The buyback is part of DEC’s broader capital‑allocation strategy. Year‑to‑date, the company has returned $146 million to shareholders and cut net debt by $203 million. With more than $400 million in liquidity and strong free‑cash‑flow generation, the company continues to demonstrate its ability to fund growth while rewarding investors.
The repurchase falls under a program announced on February 26 2026 that authorizes up to 7.8 million shares through March 1 2027. This purchase represents a modest 3.9 % of the authorized amount and reflects the company’s confidence in its proven, cash‑generating PDP model, which focuses on mature, low‑decline assets.
The reduction in share count will have a modest impact on diluted earnings per share for the current quarter, as the share count is lowered while earnings remain unchanged. The effect is expected to be small but positive, aligning with the company’s goal of enhancing shareholder value through disciplined capital deployment.
Comparing to prior periods, DEC’s year‑to‑date capital returns and debt reduction exceed the 2025 levels, where $185 million was returned and $277 million was used for debt reduction. Liquidity has also improved, rising from $577 million on February 26 to over $400 million in March, underscoring the company’s continued financial flexibility.

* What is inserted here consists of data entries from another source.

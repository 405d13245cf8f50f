//! # Database Module (Connect-Store)
//!
//! Owns the SQLite connections behind every operation. Writes go through a
//! single writer connection inside `BEGIN IMMEDIATE`; reads run inside a
//! deferred transaction so a multi-statement query sees one snapshot.
//!
//! File-backed stores open a second, read-only connection in WAL mode so
//! queries are not queued behind writes. In-memory stores cannot share their
//! data across connections, so they read through the writer.

use crate::error::{ConnectError, ConnectResult};
use rusqlite::TransactionBehavior;
use std::path::Path;
use tokio_rusqlite::Connection;
use tracing::{debug, info};

/// Which registrations count against an event's capacity.
///
/// `CountAll` matches the historical capacity query, which counts a
/// registration whatever its attendance status.
#[derive(Debug, Clone, Copy, PartialEq, Eq, Default)]
pub enum CapacityPolicy {
    #[default]
    CountAll,
    ExcludeCancelled,
}

/// The Connect-Store: manages database connections and scoped transactions
pub struct ConnectStore {
    writer: Connection,
    reader: Option<Connection>,
    path: String,
    capacity_policy: CapacityPolicy,
}

impl ConnectStore {
    /// Opens (or creates) the database file at `path`
    ///
    /// # Arguments
    /// * `path` - Path to the SQLite database file
    ///
    /// # Returns
    /// A store with WAL mode and foreign keys enabled, plus a read-only
    /// reader connection
    pub async fn new<P: AsRef<Path>>(path: P) -> ConnectResult<Self> {
        let path_str = path.as_ref().to_string_lossy().to_string();
        info!("Opening Community Connect store at: {}", path_str);

        let writer = Connection::open(&path_str)
            .await
            .map_err(|e| ConnectError::StoreUnavailable(format!("Failed to open database: {}", e)))?;
        Self::initialize_pragmas(&writer).await?;

        let reader = Connection::open(&path_str)
            .await
            .map_err(|e| ConnectError::StoreUnavailable(format!("Failed to open reader: {}", e)))?;
        Self::initialize_reader(&reader).await?;

        info!("Store ready with WAL mode");

        Ok(Self {
            writer,
            reader: Some(reader),
            path: path_str,
            capacity_policy: CapacityPolicy::default(),
        })
    }

    /// Creates an in-memory database (useful for testing)
    pub async fn in_memory() -> ConnectResult<Self> {
        info!("Opening in-memory Community Connect store");

        let writer = Connection::open_in_memory()
            .await
            .map_err(|e| ConnectError::StoreUnavailable(format!("Failed to create database: {}", e)))?;

        Self::initialize_pragmas(&writer).await?;

        Ok(Self {
            writer,
            reader: None,
            path: ":memory:".to_string(),
            capacity_policy: CapacityPolicy::default(),
        })
    }

    /// Replaces the capacity counting policy
    pub fn with_capacity_policy(mut self, policy: CapacityPolicy) -> Self {
        self.capacity_policy = policy;
        self
    }

    pub fn capacity_policy(&self) -> CapacityPolicy {
        self.capacity_policy
    }

    /// Writer pragmas:
    /// - PRAGMA journal_mode=WAL; (readers do not block the writer)
    /// - PRAGMA foreign_keys=ON; (cascade deletes and FK checks)
    async fn initialize_pragmas(conn: &Connection) -> ConnectResult<()> {
        debug!("Setting up writer pragmas...");

        conn.call(|conn| {
            conn.execute_batch(
                "PRAGMA journal_mode=WAL;
                 PRAGMA synchronous=NORMAL;
                 PRAGMA foreign_keys=ON;
                 PRAGMA busy_timeout=5000;",
            )?;
            Ok(())
        })
        .await
        .map_err(|e| ConnectError::StoreUnavailable(format!("Failed to set pragmas: {}", e)))?;

        debug!("Writer pragmas configured");
        Ok(())
    }

    async fn initialize_reader(conn: &Connection) -> ConnectResult<()> {
        conn.call(|conn| {
            conn.execute_batch(
                "PRAGMA query_only=ON;
                 PRAGMA busy_timeout=5000;",
            )?;
            Ok(())
        })
        .await
        .map_err(|e| ConnectError::StoreUnavailable(format!("Failed to set reader pragmas: {}", e)))
    }

    /// Runs `f` inside an IMMEDIATE transaction on the writer connection.
    ///
    /// The transaction commits only if `f` returns `Ok`; on any error it is
    /// dropped, which rolls back every statement `f` executed.
    pub async fn write<F, T>(&self, f: F) -> ConnectResult<T>
    where
        F: FnOnce(&rusqlite::Transaction<'_>) -> ConnectResult<T> + Send + 'static,
        T: Send + 'static,
    {
        self.writer
            .call(move |conn| {
                let tx = conn.transaction_with_behavior(TransactionBehavior::Immediate)?;
                match f(&tx) {
                    Ok(value) => {
                        tx.commit()?;
                        Ok(Ok(value))
                    }
                    Err(err) => Ok(Err(err)),
                }
            })
            .await?
    }

    /// Runs `f` inside a deferred read transaction, which is never committed
    pub async fn read<F, T>(&self, f: F) -> ConnectResult<T>
    where
        F: FnOnce(&rusqlite::Connection) -> ConnectResult<T> + Send + 'static,
        T: Send + 'static,
    {
        let conn = self.reader.as_ref().unwrap_or(&self.writer);
        conn.call(move |conn| {
            let tx = conn.transaction_with_behavior(TransactionBehavior::Deferred)?;
            Ok(f(&tx))
        })
        .await?
    }

    /// Get the database file path
    pub fn path(&self) -> &str {
        &self.path
    }

    /// Check if database is in-memory
    pub fn is_in_memory(&self) -> bool {
        self.path == ":memory:"
    }

    /// Liveness check for the health endpoint
    pub async fn ping(&self) -> ConnectResult<()> {
        self.read(|conn| {
            conn.query_row("SELECT 1", [], |_| Ok(()))?;
            Ok(())
        })
        .await
    }
}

CEO Rusty Hutson, Jr. highlighted the company’s 2025 performance, noting, "We are pleased to report that these results exceeded the upwardly revised guidance range for Adjusted EBITDA and Adjusted Free Cash Flow, demonstrating once again our culture of execution and accountability. Importantly, with the robust cash flow generated from our assets, we reinforced our proven performance with $277 million in systematic debt reduction, $185 million in combined dividends and share repurchases, and approximately $2 billion in accretive acquisitions for the year." He added, "Our 2026 guidance reflects continued disciplined growth, portfolio optimization, and strong free cash flow generation as we look to unlock additional shareholder value from our high-quality assets. I am very excited about the future of Diversified."
The share repurchase demonstrates DEC’s confidence in its cash‑generating assets and its commitment to returning capital to shareholders while maintaining a strong liquidity position. By reducing the share count, the company positions itself to potentially increase earnings per share and support long‑term shareholder value.